Yield in Python – beyond the data generation


Welcome to the next pikoTutorial!

yield is a well known keyword in Python which allows to optimize the code by generating data streams on the fly instead of generating the same data all at once. To get started, let’s look at a simple example where we need to create a data stream of squares of numbers from 0 to 100 million. The naive approach would be to just create a list of these numbers:

data = [i**2 for i in range(100_000_000)]

However, this approach ignores the fact that such data has to be fully allocated in memory, which is, of course, a waste of resources because we may end up not needing certain values, and we almost certainly won’t need them all at once. So the better approach is to use a generator function by utilizing keyword yield:

def generate_data():
    for i in range(100_000_000):
        yield i**2

This function will generate individual values on the fly by pausing the function execution at yield keyword after the new value has been returned. Thanks to this mechanism, there’s no need for space allocation for all the 100 millions values – we get every subsequent value one by one and only when it is really needed.

That’s a well known application of yield keyword, but what more can we do with it?

Yield from

Let’s look at an example in which we have 2 generator functions and we want to use the first one in the body of the second one:

def sub_generator():
    yield 1
    yield 2

def main_generator():
    for value in sub_generator():
        yield value
    print("Finally able to proceed to main generator logic!")
    yield 3

for output in main_generator():
    print(output)

The output of such code is:

1
2
Finally able to proceed to main generator logic!
3

In such situations, when we first want to obtain values from the sub-generator, we can use the yield from keyword to avoid explicit loop iterating over the sub-generator:

def sub_generator():
    yield 1
    yield 2

def main_generator():
    yield from sub_generator()
    print("Finally able to proceed to main generator logic!")
    yield 3

for output in main_generator():
    print(output)

Coroutines

Untill this moment, all the examples above showed yield in a role of slightly different return statement – we write yield on the left and the value to be returned on the right. This can however be reversed – yield can actually be assigned to a variable inside the function:

def echo_coroutine():
    while True:
        value = yield
        print(f"Received value = {value}")

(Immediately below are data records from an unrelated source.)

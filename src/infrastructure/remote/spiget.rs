use async_trait::async_trait;
use chrono::{DateTime, Utc};
use regex::Regex;
use serde::Deserialize;
use std::sync::OnceLock;
use tracing::{debug, warn};
use url::Url;

use super::http_client::{endpoint, HttpClient, NetworkError};
use super::source::{PageCursor, Pagination, SourceAdapter};
use super::{normalize_author, normalize_categories, normalize_icon};
use crate::core::catalog::SPIGET_LOADERS;
use crate::core::constants::paging::SPIGET_VERSION_LIMIT;
use crate::core::constants::relay::ARTIFACT_EXTENSION;
use crate::core::model::{
    sanitize_versions, Artifact, Channel, SearchQuery, SearchResultPage, SortKey, SourceKind,
    TotalCount, UnifiedItem, UnifiedVersion,
};
use crate::error::SourceError;

#[derive(Debug, Deserialize)]
struct SpigetResource {
    id: u64,
    name: String,
    #[serde(default)]
    tag: Option<String>,
    #[serde(default)]
    author: Option<SpigetRef>,
    #[serde(default)]
    downloads: u64,
    #[serde(default)]
    icon: Option<SpigetIcon>,
    #[serde(default)]
    category: Option<SpigetRef>,
    #[serde(rename = "updateDate", default)]
    update_date: Option<i64>,
}

#[derive(Debug, Deserialize)]
struct SpigetRef {
    #[serde(default)]
    name: Option<String>,
}

#[derive(Debug, Deserialize)]
struct SpigetIcon {
    #[serde(default)]
    url: String,
}

#[derive(Debug, Deserialize)]
struct SpigetVersion {
    id: u64,
    #[serde(default)]
    name: Option<String>,
    #[serde(rename = "releaseDate", default)]
    release_date: Option<i64>,
    #[serde(default)]
    downloads: u64,
}

/// 秒级时间戳转换为 UTC 时间，缺失或越界时取 Unix 纪元
fn from_epoch_seconds(secs: Option<i64>) -> DateTime<Utc> {
    secs.and_then(|s| DateTime::from_timestamp(s, 0))
        .unwrap_or_default()
}

/// 用资源名生成文件名，非字母数字字符替换为下划线
pub(crate) fn artifact_filename(title: &str) -> String {
    static NON_ALNUM: OnceLock<Regex> = OnceLock::new();
    let re = NON_ALNUM.get_or_init(|| Regex::new(r"[^a-zA-Z0-9]").expect("static regex"));
    format!("{}{}", re.replace_all(title, "_"), ARTIFACT_EXTENSION)
}

/// Spiget 适配器：按路径区分搜索模式，页号分页，不提供总数
pub struct SpigetAdapter {
    http: HttpClient,
    base_url: Url,
    site_url: String,
}

impl SpigetAdapter {
    pub fn new(http: HttpClient, base_url: &str, site_url: &str) -> Result<Self, NetworkError> {
        Ok(Self {
            http,
            base_url: Url::parse(base_url)?,
            site_url: site_url.trim_end_matches('/').to_string(),
        })
    }

    /// Spiget 没有相关度和关注度排序，按下载量代替
    fn sort_param(sort: SortKey) -> &'static str {
        match sort {
            SortKey::Relevance | SortKey::Downloads | SortKey::Popularity => "-downloads",
            SortKey::Newest => "-releaseDate",
            SortKey::RecentlyUpdated => "-updateDate",
        }
    }

    pub(crate) fn search_url(
        &self,
        query: &SearchQuery,
        cursor: PageCursor,
    ) -> Result<Url, NetworkError> {
        let (page, size) = match cursor {
            PageCursor::Page { number, size } => (number, size),
            PageCursor::Offset { offset, limit } => (offset / limit.max(1) + 1, limit),
        };

        if query.loader().is_some() {
            debug!("spiget 不支持按加载器过滤，忽略 loader 条件");
        }

        let mut url = match (query.text(), query.category()) {
            (Some(text), category) => {
                if category.is_some() {
                    debug!("spiget 关键词搜索不支持分类，忽略 category 条件");
                }
                let mut url = endpoint(&self.base_url, &["search", "resources", text])?;
                url.query_pairs_mut().append_pair("field", "name");
                url
            }
            (None, Some(category)) => {
                endpoint(&self.base_url, &["categories", category, "resources"])?
            }
            (None, None) => endpoint(&self.base_url, &["resources"])?,
        };

        url.query_pairs_mut()
            .append_pair("size", &size.to_string())
            .append_pair("page", &page.to_string())
            .append_pair("sort", Self::sort_param(query.sort));
        Ok(url)
    }

    fn into_item(&self, resource: SpigetResource) -> UnifiedItem {
        let icon_url = resource
            .icon
            .map(|icon| icon.url)
            .filter(|path| !path.is_empty())
            .map(|path| format!("{}/{}", self.site_url, path.trim_start_matches('/')));

        UnifiedItem {
            id: resource.id.to_string(),
            title: resource.name,
            description: resource.tag.unwrap_or_default(),
            author: normalize_author(resource.author.and_then(|a| a.name)),
            download_count: resource.downloads,
            icon_url: normalize_icon(icon_url),
            categories: normalize_categories(
                resource.category.and_then(|c| c.name).into_iter().collect(),
            ),
            last_modified: from_epoch_seconds(resource.update_date),
            source: SourceKind::Spiget,
        }
    }

    fn download_url(&self, item_id: &str, version_id: u64) -> Result<Url, NetworkError> {
        endpoint(
            &self.base_url,
            &["resources", item_id, "versions", &version_id.to_string(), "download"],
        )
    }

    fn unavailable(err: NetworkError) -> SourceError {
        SourceError::unavailable(SourceKind::Spiget, err.to_string())
    }
}

#[async_trait]
impl SourceAdapter for SpigetAdapter {
    fn kind(&self) -> SourceKind {
        SourceKind::Spiget
    }

    fn pagination(&self) -> Pagination {
        Pagination::OneBasedPage
    }

    async fn search(
        &self,
        query: &SearchQuery,
        cursor: PageCursor,
    ) -> Result<SearchResultPage, SourceError> {
        let url = self.search_url(query, cursor).map_err(Self::unavailable)?;
        debug!(%url, "spiget search");

        let resources: Vec<SpigetResource> = match self.http.get_json(url).await {
            Ok(resources) => resources,
            // Spiget 对没有结果的搜索返回 404
            Err(e) if e.is_not_found() => Vec::new(),
            Err(e) => return Err(Self::unavailable(e)),
        };

        let mut items: Vec<UnifiedItem> = resources.into_iter().map(|r| self.into_item(r)).collect();
        items.truncate(cursor.limit() as usize);

        Ok(SearchResultPage {
            items,
            total_available: TotalCount::Unknown,
        })
    }

    async fn list_versions(&self, item_id: &str) -> Result<Vec<UnifiedVersion>, SourceError> {
        let resource_url =
            endpoint(&self.base_url, &["resources", item_id]).map_err(Self::unavailable)?;
        let mut versions_url = endpoint(&self.base_url, &["resources", item_id, "versions"])
            .map_err(Self::unavailable)?;
        versions_url
            .query_pairs_mut()
            .append_pair("size", &SPIGET_VERSION_LIMIT.to_string())
            .append_pair("sort", "-releaseDate");
        debug!(%versions_url, "spiget versions");

        // 文件名取自资源名，需要同时拉取资源详情
        let (resource, versions) = tokio::try_join!(
            self.http.get_json::<SpigetResource>(resource_url),
            self.http.get_json::<Vec<SpigetVersion>>(versions_url),
        )
        .map_err(Self::unavailable)?;

        let filename = artifact_filename(&resource.name);
        let mut unified = Vec::with_capacity(versions.len());
        for version in versions {
            let url = match self.download_url(item_id, version.id) {
                Ok(url) => url,
                Err(e) => {
                    warn!(version = version.id, error = %e, "无法构造下载地址，跳过该版本");
                    continue;
                }
            };
            unified.push(UnifiedVersion {
                id: version.id.to_string(),
                display_name: version
                    .name
                    .filter(|n| !n.trim().is_empty())
                    .unwrap_or_else(|| format!("Version {}", version.id)),
                channel: Channel::Release,
                published_at: from_epoch_seconds(version.release_date),
                download_count: version.downloads,
                artifacts: vec![Artifact {
                    url: url.to_string(),
                    filename: filename.clone(),
                    is_primary: true,
                    size_bytes: 0,
                }],
                compatible_game_versions: Vec::new(),
                compatible_loaders: SPIGET_LOADERS.iter().map(|l| l.to_string()).collect(),
            });
        }

        Ok(sanitize_versions(unified))
    }
}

coroutine = echo_coroutine()
next(coroutine)

coroutine.send(12)
coroutine.send(24)

The output of such code is:

Received value = 12
Received value = 24

You can treat value = yield line as “assign to a variable whatever will be sent here in the future with send function”.

State machines

Another interesting application of generator functions could be the implementation of FSM (finite state machine). If states are organized in a circular order,, such implementation, together with next() function, may result in a very friendly and verbose interface for iterating over repeating states:

def state_machine():
    while True:
        # perform steps to transition to State 1
        yield "Reached State 1"
        # perform steps to transition to State 2
        yield "Reached State 2"
        # perform steps to transition to State 3
        yield "Reached State 3"

state = state_machine()

for i in range(6):
    print(next(state))

The output of such code is:

Reached State 1
Reached State 2
Reached State 3
Reached State 1
Reached State 2
Reached State 3

Flattening nested structures

In the first part of this article I described how yield from keywords can be used to delegate to sub-generators within generator functions. It’s worth noting that the role of sub-generator can be played by…the generator function itself! This allows for recursive generator function invocation which can be used e.g. for flattening the nested lists:

def flatten_list(input):
    for element in input:
        if isinstance(element, list):
            yield from flatten_list(element)
        else:
            yield element

data = [[1, 2, [3, 4]], [5, 6], 7]
flattened_data = list(flatten_list(data))
print(flattened_data)  # Output: [1, 2, 3, 4, 5, 6, 7]